Meizodon

Scientific classification
- Kingdom: Animalia
- Phylum: Chordata
- Class: Reptilia
- Order: Squamata
- Suborder: Serpentes
- Family: Colubridae
- Subfamily: Colubrinae
- Genus: Meizodon Fischer, 1856
- Species: Five recognized species, see article.

= Meizodon =

Genus of snakes

Meizodon is a genus of snakes in the subfamily Colubrinae of the family Colubridae.
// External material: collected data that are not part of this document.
//! WebSocket wire protocol: the flat JSON envelope exchanged with the chat
//! server. Every frame carries a `type` tag; the enums below are internally
//! tagged so unknown tags fail deserialization and can be forwarded
//! generically by the transport layer.

use serde::{Deserialize, Serialize};

/// Frames sent from the browser to the server.
#[derive(Debug, Clone, PartialEq, Eq, Serialize, Deserialize)]
#[serde(tag = "type", rename_all = "snake_case")]
pub enum ClientFrame {
    /// A regular user writes to the support operator.
    UserToAdmin {
        /// Message body.
        message: String,
    },
    /// The operator replies to one user.
    AdminToUser {
        /// Recipient login.
        to_user: String,
        /// Message body.
        message: String,
    },
    /// The operator messages every connected user.
    Broadcast {
        /// Message body.
        message: String,
    },
    /// Request a page of the conversation with one counterpart.
    GetConversationHistory {
        /// Counterpart login (`"admin"` for regular users).
        with_user: String,
        /// Page size.
        limit: u32,
        /// Page offset.
        offset: u32,
    },
    /// Request the caller's conversation summaries.
    GetConversations,
    /// Mark every message from `sender_id` as read.
    MarkAsRead {
        /// Login whose messages are now read.
        sender_id: String,
    },
    /// Request the user roster (operator only).
    GetConnectedUsers,
    /// Heartbeat probe.
    Ping,
}

/// Identity block delivered with the `welcome` frame.
///
/// Only the display name is guaranteed; older servers greet with a bare
/// `{ "name": ... }` block.
#[derive(Debug, Clone, PartialEq, Eq, Serialize, Deserialize)]
pub struct WelcomeUser {
    /// Login the connection was authenticated as.
    #[serde(default)]
    pub login: String,
    /// Display name.
    pub name: String,
    /// Whether the connection belongs to the support operator.
    #[serde(default)]
    pub is_admin: bool,
}

/// One entry of the operator's user roster.
#[derive(Debug, Clone, PartialEq, Eq, Serialize, Deserialize)]
pub struct ConnectedUser {
    /// User login.
    pub user_id: String,
    /// Display name.
    pub name: String,
    /// Whether the user currently holds an open socket.
    pub connected: bool,
}

/// One persisted message inside a `conversation_history` frame.
#[derive(Debug, Clone, PartialEq, Eq, Serialize, Deserialize)]
pub struct HistoryMessage {
    /// Server-side message id, when the server includes one.
    #[serde(default)]
    pub id: Option<i64>,
    /// Login of the author.
    pub sender_id: String,
    /// Login of the recipient.
    #[serde(default)]
    pub recipient_id: Option<String>,
    /// Message body.
    pub content: String,
    /// Server timestamp, ISO formatted.
    pub timestamp: String,
    /// Delivery class, e.g. `"broadcast"`.
    #[serde(default)]
    pub message_type: Option<String>,
    /// Whether the recipient has seen the message.
    #[serde(default)]
    pub is_read: bool,
    /// Whether the message belongs to an archived conversation.
    #[serde(default)]
    pub is_archived: bool,
}

/// One entry of a `conversations_list` frame.
#[derive(Debug, Clone, PartialEq, Eq, Serialize, Deserialize)]
pub struct ConversationSummary {
    /// Counterpart login.
    pub participant_id: String,
    /// Counterpart display name.
    pub participant_name: String,
    /// Body of the most recent message.
    pub last_message: String,
    /// Timestamp of the most recent message, ISO formatted.
    pub last_message_time: String,
    /// Messages not yet read by the caller.
    pub unread_count: u32,
}

/// Frames received from the server.
///
/// Unknown `type` tags fail to deserialize on purpose; the socket forwards
/// such frames as raw text instead of dropping them.
#[derive(Debug, Clone, PartialEq, Serialize, Deserialize)]
#[serde(tag = "type", rename_all = "snake_case")]
pub enum ServerFrame {
    /// Greets a freshly authenticated connection.
    Welcome {
        /// Human readable greeting.
        #[serde(default)]
        message: Option<String>,
        /// Identity the server authenticated.
        user_data: WelcomeUser,
        /// Server timestamp.
        #[serde(default)]
        timestamp: Option<String>,
    },
    /// A user wrote to the operator.
    UserMessage {
        /// Author login.
        #[serde(rename = "from")]
        sender: String,
        /// Author display name.
        #[serde(default, rename = "from_name")]
        sender_name: Option<String>,
        /// Message body.
        message: String,
        /// Server timestamp.
        timestamp: String,
    },
    /// The operator wrote to this user.
    AdminMessage {
        /// Author login.
        #[serde(rename = "from")]
        sender: String,
        /// Author display name.
        #[serde(default, rename = "from_name")]
        sender_name: Option<String>,
        /// Message body.
        message: String,
        /// Server timestamp.
        timestamp: String,
    },
    /// Echo of another operator session's outbound reply.
    AdminSent {
        /// Sending operator login.
        #[serde(rename = "from")]
        sender: String,
        /// Sending operator display name.
        #[serde(default, rename = "from_name")]
        sender_name: Option<String>,
        /// Recipient login.
        to: String,
        /// Recipient display name.
        #[serde(default)]
        to_name: Option<String>,
        /// Message body.
        message: String,
        /// Server timestamp.
        timestamp: String,
    },
    /// An operator announcement to every user.
    Broadcast {
        /// Author login.
        #[serde(rename = "from")]
        sender: String,
        /// Author display name.
        #[serde(default, rename = "from_name")]
        sender_name: Option<String>,
        /// Message body.
        message: String,
        /// Server timestamp.
        timestamp: String,
    },
    /// A user came online (operator only).
    UserConnected {
        /// User login.
        user_id: String,
        /// Display name.
        #[serde(default)]
        user_name: Option<String>,
    },
    /// Full user roster (operator only).
    ConnectedUsers {
        /// Known users, connected or not.
        users: Vec<ConnectedUser>,
    },
    /// A page of conversation history.
    ConversationHistory {
        /// Counterpart the page belongs to.
        with_user: String,
        /// Messages, oldest first as stored by the server.
        messages: Vec<HistoryMessage>,
    },
    /// Conversation summaries for the caller.
    ConversationsList {
        /// One entry per counterpart.
        conversations: Vec<ConversationSummary>,
    },
    /// A message that arrived while the recipient was offline.
    OfflineMessage {
        /// Author login.
        #[serde(rename = "from")]
        sender: String,
        /// Author display name.
        #[serde(default, rename = "from_name")]
        sender_name: Option<String>,
        /// Message body.
        message: String,
        /// Delivery class.
        #[serde(default)]
        message_type: Option<String>,
        /// Original send time.
        timestamp: String,
    },
    /// Trails a batch of offline messages.
    OfflineMessagesSummary {
        /// Number of messages just replayed.
        count: u32,
        /// Human readable summary.
        message: String,
    },
    /// Heartbeat reply.
    Pong,
    /// Server-side processing failure.
    Error {
        /// Failure description.
        message: String,
    },
}

#[cfg(test)]
mod tests {
    use super::*;

    #[test]
    fn client_frames_carry_snake_case_tags() {
        let frame = ClientFrame::AdminToUser {
            to_user: "ivan".to_string(),
            message: "hello".to_string(),
        };
        let value = serde_json::to_value(&frame).unwrap();
        assert_eq!(value["type"], "admin_to_user");
        assert_eq!(value["to_user"], "ivan");
        assert_eq!(value["message"], "hello");
    }

    #[test]
    fn unit_client_frames_serialize_to_bare_tags() {
        let value = serde_json::to_value(ClientFrame::Ping).unwrap();
        assert_eq!(value, serde_json::json!({ "type": "ping" }));

        let value = serde_json::to_value(ClientFrame::GetConnectedUsers).unwrap();
        assert_eq!(value, serde_json::json!({ "type": "get_connected_users" }));
    }

    #[test]
    fn history_request_includes_paging() {
        let frame = ClientFrame::GetConversationHistory {
            with_user: "admin".to_string(),
            limit: 50,
            offset: 0,
        };
        let value = serde_json::to_value(&frame).unwrap();
        assert_eq!(value["type"], "get_conversation_history");
        assert_eq!(value["limit"], 50);
        assert_eq!(value["offset"], 0);
    }

    #[test]
    fn welcome_frame_deserializes() {
        let raw = r#"{
            "type": "welcome",
            "message": "Welcome, Ivan!",
            "user_data": { "login": "ivan", "name": "Ivan Petrov", "is_admin": false },
            "timestamp": "2024-05-01T12:00:00"
        }"#;
        let frame: ServerFrame = serde_json::from_str(raw).unwrap();
        match frame {
            ServerFrame::Welcome { user_data, .. } => {
                assert_eq!(user_data.login, "ivan");
                assert!(!user_data.is_admin);
            }
            other => panic!("unexpected frame: {other:?}"),
        }
    }

    #[test]
    fn sparse_welcome_still_decodes() {
        let raw = r#"{ "type": "welcome", "user_data": { "name": "Ann" } }"#;
        let frame: ServerFrame = serde_json::from_str(raw).unwrap();
        match frame {
            ServerFrame::Welcome {
                user_data,
                message,
                timestamp,
            } => {
                assert_eq!(user_data.name, "Ann");
                assert!(user_data.login.is_empty());
                assert!(!user_data.is_admin);
                assert!(message.is_none());
                assert!(timestamp.is_none());
            }
            other => panic!("unexpected frame: {other:?}"),
        }
    }

    #[test]
    fn admin_message_maps_from_field() {
        let raw = r#"{
            "type": "admin_message",
            "from": "admin",
            "from_name": "Support",
            "message": "how can I help?",
            "timestamp": "2024-05-01T12:01:00"
        }"#;
        let frame: ServerFrame = serde_json::from_str(raw).unwrap();
        match frame {
            ServerFrame::AdminMessage {
                sender,
                sender_name,
                message,
                ..
            } => {
                assert_eq!(sender, "admin");
                assert_eq!(sender_name.as_deref(), Some("Support"));
                assert_eq!(message, "how can I help?");
            }
            other => panic!("unexpected frame: {other:?}"),
        }
    }

    #[test]
    fn history_defaults_optional_flags() {
        let raw = r#"{
            "type": "conversation_history",
            "with_user": "ivan",
            "messages": [
                { "sender_id": "ivan", "content": "hi", "timestamp": "2024-05-01T11:59:00" }
            ],
            "timestamp": "2024-05-01T12:00:00"
        }"#;
        let frame: ServerFrame = serde_json::from_str(raw).unwrap();
        match frame {
            ServerFrame::ConversationHistory { with_user, messages } => {
                assert_eq!(with_user, "ivan");
                assert_eq!(messages.len(), 1);
                assert!(!messages[0].is_read);
                assert!(!messages[0].is_archived);
                assert!(messages[0].message_type.is_none());
            }
            other => panic!("unexpected frame: {other:?}"),
        }
    }

    #[test]
    fn pong_ignores_extra_fields() {
        let raw = r#"{ "type": "pong", "timestamp": "2024-05-01T12:00:00" }"#;
        let frame: ServerFrame = serde_json::from_str(raw).unwrap();
        assert_eq!(frame, ServerFrame::Pong);
    }

    #[test]
    fn unknown_tag_is_rejected() {
        let raw = r#"{ "type": "server_restart", "message": "brb" }"#;
        assert!(serde_json::from_str::<ServerFrame>(raw).is_err());
    }

    #[test]
    fn conversations_list_deserializes() {
        let raw = r#"{
            "type": "conversations_list",
            "conversations": [{
                "participant_id": "ivan",
                "participant_name": "Ivan Petrov",
                "last_message": "thanks",
                "last_message_time": "2024-05-01T12:02:00",
                "unread_count": 2
            }]
        }"#;
        let frame: ServerFrame = serde_json::from_str(raw).unwrap();
        match frame {
            ServerFrame::ConversationsList { conversations } => {
                assert_eq!(conversations[0].participant_id, "ivan");
                assert_eq!(conversations[0].unread_count, 2);
            }
            other => panic!("unexpected frame: {other:?}"),
        }
    }
}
The genus Meizodon contains five species, all of which are poorly known and are endemic to Sub-Saharan Africa.

==Species list==
- Meizodon coronatus (Schlegel, 1837) – western crowned snake
- Meizodon krameri Schätti, 1985 – Tana Delta smooth snake
- Meizodon plumbiceps (Boettger, 1893) – black-headed smooth snake
- Meizodon regularis Fischer, 1856 – eastern crowned smooth snake
- Meizodon semiornatus (W. Peters, 1854) – semiornate smooth snake, semiornate snake

Nota bene: A binomial authority in parentheses indicates that the species was originally described in a genus other than Meizodon.

==Etymology==
The specific name, krameri, is in honor of Swiss herpetologist Eugen Kramer (1921–2004).